Andrew Wilkinson was speaking on the NL Morning News about a court injunction issued because of hereditary chiefs blocking construction of the Coastal GasLink pipeline.
“If they didn’t like the injunction on December 31st they had 30 days to appeal. They did nothing. So they have to accept the rule of law in this country. And for them to turn around and say ‘we’re going to rely on Delgamuukw’ is just making a mockery on the whole system. They ignore the injunction, but they want to rely on a 25-year-old judgement,” he says, referring to the Delgamuukw case in Supreme Court from 1997, which recognizes Indigenous ownership of traditional territory.
Meanwhile, Wilkinson says yesterday’s protests went too far – at the steps of the BC Legislature and places like CN Rail lines, main ports in Vancouver and Delta and the intersection near Vancouver General Hospital, where protesters were out for about 12 hours.
“That situation at Cambie and Broadway should’ve been allowed to carry on for maybe 20 or 30 minutes and then cleared out.

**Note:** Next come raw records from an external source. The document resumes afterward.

//! System git backend - zero dependencies
//!
//! Uses git plumbing commands for every query the pipeline needs:
//! - HEAD commit and branch
//! - Nearest version tag (`git describe`)
//! - Commit counts for prerelease numbering
//! - The `origin` remote URL

use crate::core::error::{GitError, PipelineError, PipelineResult, ResultExt};
use regex::Regex;
use std::path::{Path, PathBuf};
use std::process::Command;
use std::sync::LazyLock;

static DESCRIBE_RE: LazyLock<Regex> =
  LazyLock::new(|| Regex::new(r"^(?P<tag>.+)-(?P<count>\d+)-g(?P<sha>[0-9a-f]+)$").expect("static regex"));

/// Nearest tag reachable from HEAD
#[derive(Debug, Clone, PartialEq, Eq)]
pub struct TagDescription {
  pub tag: String,
  /// Commits between the tag and HEAD
  pub commits_since: u64,
}

impl TagDescription {
  /// Parse `git describe --long` output (`<tag>-<count>-g<sha>`)
  pub fn parse(output: &str) -> Option<Self> {
    let caps = DESCRIBE_RE.captures(output.trim())?;
    Some(Self {
      tag: caps["tag"].to_string(),
      commits_since: caps["count"].parse().ok()?,
    })
  }
}

/// Git backend using system git (zero crate dependencies)
pub struct SystemGit {
  /// Repository working directory
  pub(crate) repo_path: PathBuf,

  /// Working tree root
  pub(crate) work_tree: PathBuf,
}

impl SystemGit {
  /// Open a git repository
  ///
  /// This performs ONE subprocess call to get the repository metadata.
  pub fn open(path: &Path) -> PipelineResult<Self> {
    let output = Command::new("git")
      .arg("-C")
      .arg(path)
      .args(["rev-parse", "--show-toplevel"])
      .output()
      .context("Failed to execute git rev-parse")?;

    if !output.status.success() {
      let stderr = String::from_utf8_lossy(&output.stderr);
      if stderr.contains("not a git repository") {
        return Err(PipelineError::Git(GitError::RepoNotFound {
          path: path.to_path_buf(),
        }));
      }
      return Err(PipelineError::message(format!(
        "Failed to open git repository: {}",
        stderr
      )));
    }

    let stdout = String::from_utf8_lossy(&output.stdout);
    let work_tree = stdout.trim();

    Ok(Self {
      repo_path: path.to_path_buf(),
      work_tree: PathBuf::from(work_tree),
    })
  }

  /// Working tree root
  pub fn work_tree(&self) -> &Path {
    &self.work_tree
  }

  /// Get HEAD commit SHA
  pub fn head_commit(&self) -> PipelineResult<String> {
    self.run(&["rev-parse", "HEAD"])
  }

  /// Get current branch name (`HEAD` when detached)
  pub fn current_branch(&self) -> PipelineResult<String> {
    let output = self
      .git_cmd()
      .args(["rev-parse", "--abbrev-ref", "HEAD"])
      .output()
      .context("Failed to get current branch")?;

    if !output.status.success() {
      return Ok("HEAD".to_string()); // Detached HEAD or unborn branch
    }

    Ok(String::from_utf8_lossy(&output.stdout).trim().to_string())
  }

  /// Describe HEAD relative to the nearest version-looking tag
  ///
  /// Returns `None` when no tag is reachable.
  pub fn describe_version_tag(&self) -> PipelineResult<Option<TagDescription>> {
    let output = self
      .git_cmd()
      .args([
        "describe",
        "--tags",
        "--long",
        "--abbrev=40",
        "--match",
        "v[0-9]*",
        "--match",
        "[0-9]*",
      ])
      .output()
      .context("Failed to run git describe")?;

    if !output.status.success() {
      tracing::debug!(
        stderr = %String::from_utf8_lossy(&output.stderr).trim(),
        "no version tag reachable from HEAD"
      );
      return Ok(None);
    }

    Ok(TagDescription::parse(&String::from_utf8_lossy(&output.stdout)))
  }

  /// Number of commits reachable from HEAD
  pub fn commit_count(&self) -> PipelineResult<u64> {
    let count = self.run(&["rev-list", "--count", "HEAD"])?;
    count
      .parse()
      .map_err(|_| PipelineError::message(format!("Unexpected rev-list output: {}", count)))
  }

  /// URL of a named remote, `None` if the remote is not configured
  pub fn remote_url(&self, remote: &str) -> PipelineResult<Option<String>> {
    let output = self
      .git_cmd()
      .args(["remote", "get-url", remote])
      .output()
      .context("Failed to read remote URL")?;

    if !output.status.success() {
      return Ok(None);
    }

    let url = String::from_utf8_lossy(&output.stdout).trim().to_string();
    Ok((!url.is_empty()).then_some(url))
  }

  /// Run a git command and return trimmed stdout
  fn run(&self, args: &[&str]) -> PipelineResult<String> {
    let output = self
      .git_cmd()
      .args(args)
      .output()
      .with_context(|| format!("Failed to execute git {}", args.join(" ")))?;

    if !output.status.success() {
      let stderr = String::from_utf8_lossy(&output.stderr);
      return Err(PipelineError::Git(GitError::CommandFailed {
        command: format!("git {}", args.join(" ")),
        stderr: stderr.to_string(),
      }));
    }

    Ok(String::from_utf8_lossy(&output.stdout).trim().to_string())
  }

  /// Create a safe git command with isolated environment
  ///
  /// - Sets working directory to repo path
  /// - Clears environment variables
  /// - Whitelists only PATH and HOME
  /// - Adds safe configuration overrides
  pub(crate) fn git_cmd(&self) -> Command {
    let mut cmd = Command::new("git");

    cmd.arg("-C").arg(&self.repo_path);

    // Isolated environment (don't trust global config)
    cmd.env_clear();
    if let Ok(path) = std::env::var("PATH") {
      cmd.env("PATH", path);
    }
    if let Ok(home) = std::env::var("HOME") {
      cmd.env("HOME", home);
    }

    cmd.arg("-c").arg("advice.detachedHead=false");
    cmd.arg("-c").arg("core.quotePath=false"); // Don't escape non-ASCII

    cmd
  }
}

/// Extract `(owner, name)` from a GitHub remote URL
///
/// Accepts `https://github.com/owner/name(.git)`, `git@github.com:owner/name(.git)`
/// and `ssh://git@github.com/owner/name(.git)`.
pub fn parse_github_remote(url: &str) -> Option<(String, String)> {
  let url = url.trim();
  let path = if let Some(rest) = url.strip_prefix("git@") {
    rest.split_once(':')?.1
  } else {
    let without_scheme = url.split_once("://")?.1;
    without_scheme.split_once('/')?.1
  };

  let path = path.trim_end_matches('/').trim_end_matches(".git");
  let mut parts = path.rsplitn(2, '/');
  let name = parts.next()?;
  let owner = parts.next()?.rsplit('/').next()?;

  if owner.is_empty() || name.is_empty() {
    return None;
  }
  Some((owner.to_string(), name.to_string()))
}
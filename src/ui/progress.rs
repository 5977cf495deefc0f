//! Progress indicators for multi-artifact operations
//!
//! Uses `linya` bars; one bar per batch of artifacts (pushes, uploads).

use linya::{Bar, Progress};

/// Progress bar counting artifacts through a batch operation
pub struct ArtifactProgress {
  progress: Progress,
  bar: Bar,
}

impl ArtifactProgress {
  pub fn new(total: usize, label: impl Into<String>) -> Self {
    let mut progress = Progress::new();
    let bar = progress.bar(total, label.into());
    Self { progress, bar }
  }

  /// Mark one artifact as done
  pub fn inc(&mut self) {
    self.progress.inc_and_draw(&self.bar, 1);
  }
}
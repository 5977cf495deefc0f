//! External toolchain drivers

pub mod dotnet;

pub use dotnet::{BuildSettings, DotNet, PackSettings, PushSettings, Toolchain, VersionStamp};
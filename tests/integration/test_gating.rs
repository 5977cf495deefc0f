//! Integration tests for branch gates and configuration requirements

use crate::helpers::{TestWorkspace, plan_json, run_pack_rail_raw, running_targets};
use anyhow::Result;

const RELEASE: &[&str] = &["pack", "--configuration", "release"];

#[test]
fn test_main_publishes_to_nuget_and_releases() -> Result<()> {
  let ws = TestWorkspace::new()?;

  let runs = running_targets(&plan_json(&ws.path, RELEASE)?);
  assert!(runs.contains(&"PublishToNuGet".to_string()));
  assert!(runs.contains(&"CreateRelease".to_string()));
  assert!(!runs.contains(&"PublishToGithub".to_string()));
  assert!(!runs.contains(&"PublishToMyGet".to_string()));
  Ok(())
}

#[test]
fn test_develop_publishes_to_github_only() -> Result<()> {
  let ws = TestWorkspace::new()?;
  ws.checkout_new("develop")?;

  let plan = plan_json(&ws.path, RELEASE)?;
  let runs = running_targets(&plan);
  assert!(runs.contains(&"PublishToGithub".to_string()));
  assert!(!runs.contains(&"PublishToNuGet".to_string()));
  assert!(!runs.contains(&"CreateRelease".to_string()));
  assert!(
    plan["version"]["nuget_version_v2"]
      .as_str()
      .unwrap()
      .contains("-alpha")
  );
  Ok(())
}

#[test]
fn test_release_branch_publishes_to_myget_and_releases() -> Result<()> {
  let ws = TestWorkspace::new()?;
  ws.checkout_new("release/2.0.0")?;

  let plan = plan_json(&ws.path, RELEASE)?;
  let runs = running_targets(&plan);
  assert!(runs.contains(&"PublishToMyGet".to_string()));
  assert!(runs.contains(&"CreateRelease".to_string()));
  assert!(!runs.contains(&"PublishToNuGet".to_string()));
  assert_eq!(plan["version"]["major_minor_patch"], "2.0.0");
  Ok(())
}

#[test]
fn test_feature_branch_publishes_nothing() -> Result<()> {
  let ws = TestWorkspace::new()?;
  ws.checkout_new("feature/widgets")?;

  let runs = running_targets(&plan_json(&ws.path, RELEASE)?);
  assert_eq!(runs, vec!["Info", "Clean", "Restore", "Compile", "Pack"]);
  Ok(())
}

#[test]
fn test_debug_pack_fails_before_running_anything() -> Result<()> {
  let ws = TestWorkspace::new()?;

  let output = run_pack_rail_raw(&ws.path, &["pack", "--configuration", "debug"], &[])?;
  assert_eq!(output.status.code(), Some(1));

  let stderr = String::from_utf8_lossy(&output.stderr);
  assert!(stderr.contains("Pack"), "stderr: {}", stderr);
  assert!(!ws.file_exists(".artifacts"), "Clean must not have run");
  Ok(())
}

#[test]
fn test_debug_compile_is_allowed() -> Result<()> {
  let ws = TestWorkspace::new()?;
  let plan = plan_json(&ws.path, &["compile", "--configuration", "debug"])?;
  assert_eq!(running_targets(&plan), vec!["Info", "Clean", "Restore", "Compile"]);
  Ok(())
}

#[test]
fn test_skip_flag_marks_targets() -> Result<()> {
  let ws = TestWorkspace::new()?;

  let plan = plan_json(&ws.path, &["pack", "--configuration", "release", "--skip", "clean,restore"])?;
  let runs = running_targets(&plan);
  assert!(!runs.contains(&"Clean".to_string()));
  assert!(!runs.contains(&"Restore".to_string()));
  assert!(runs.contains(&"Compile".to_string()));
  Ok(())
}
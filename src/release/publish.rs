//! Release creation: draft, upload every asset, then publish
//!
//! Uploads run one after another and each one completes before the next
//! starts. The release is only made public once every asset is attached; if
//! an upload fails the draft stays behind and the error carries its URL.

use crate::core::error::{ApiError, PipelineError, PipelineResult};
use crate::release::artifacts::ArtifactSet;
use crate::release::github::{NewRelease, Release, ReleaseApi};
use crate::ui::ArtifactProgress;

/// Owner/name pair of the repository receiving the release
#[derive(Debug, Clone, PartialEq, Eq)]
pub struct RepoSlug {
  pub owner: String,
  pub name: String,
}

/// Create a draft release, attach `artifacts`, and publish it
pub fn publish_release(
  api: &dyn ReleaseApi,
  slug: &RepoSlug,
  release: &NewRelease,
  artifacts: &ArtifactSet,
) -> PipelineResult<Release> {
  let draft_request = NewRelease {
    draft: true,
    ..release.clone()
  };
  let draft = api.create_release(&slug.owner, &slug.name, &draft_request)?;
  println!("   📝 Draft release created: {}", draft.html_url);

  let mut progress = ArtifactProgress::new(artifacts.len(), "Uploading assets");
  for asset in artifacts.iter() {
    match api.upload_asset(&draft, asset) {
      Ok(uploaded) => {
        tracing::debug!(asset = %uploaded.name, url = %uploaded.browser_download_url, "asset uploaded");
        progress.inc();
      }
      Err(err) => {
        return Err(PipelineError::Api(ApiError::DraftLeftBehind {
          url: draft.html_url.clone(),
          source: Box::new(err),
        }));
      }
    }
  }

  let published = api
    .publish_release(&slug.owner, &slug.name, draft.id)
    .map_err(|err| {
      PipelineError::Api(ApiError::DraftLeftBehind {
        url: draft.html_url.clone(),
        source: Box::new(err),
      })
    })?;
  println!("   🚀 Release published: {}", published.html_url);
  Ok(published)
}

Hundreds of thousands of people are going through that intersection everyday, and it’s just not right that the few protesters get to set up a fire in the middle of the road, hang around and have fun at everybody else’s expense.”
Wilkinson says some protesters had been on the steps at the BC Legislature for nearly a week before yesterday , which he says was within the lines.
“And then yesterday, hundreds of students joined them. And the students were generally pretty courteous, and were having kind of a fun day out, and it was a sunny day, and it was all fine. But amongst the students were some agitators, who were pushing people, spitting on people. Chasing commissionaires in their 70s who work part time at the Legislature, chasing them down the sidewalk, screaming in their faces and spitting on them.”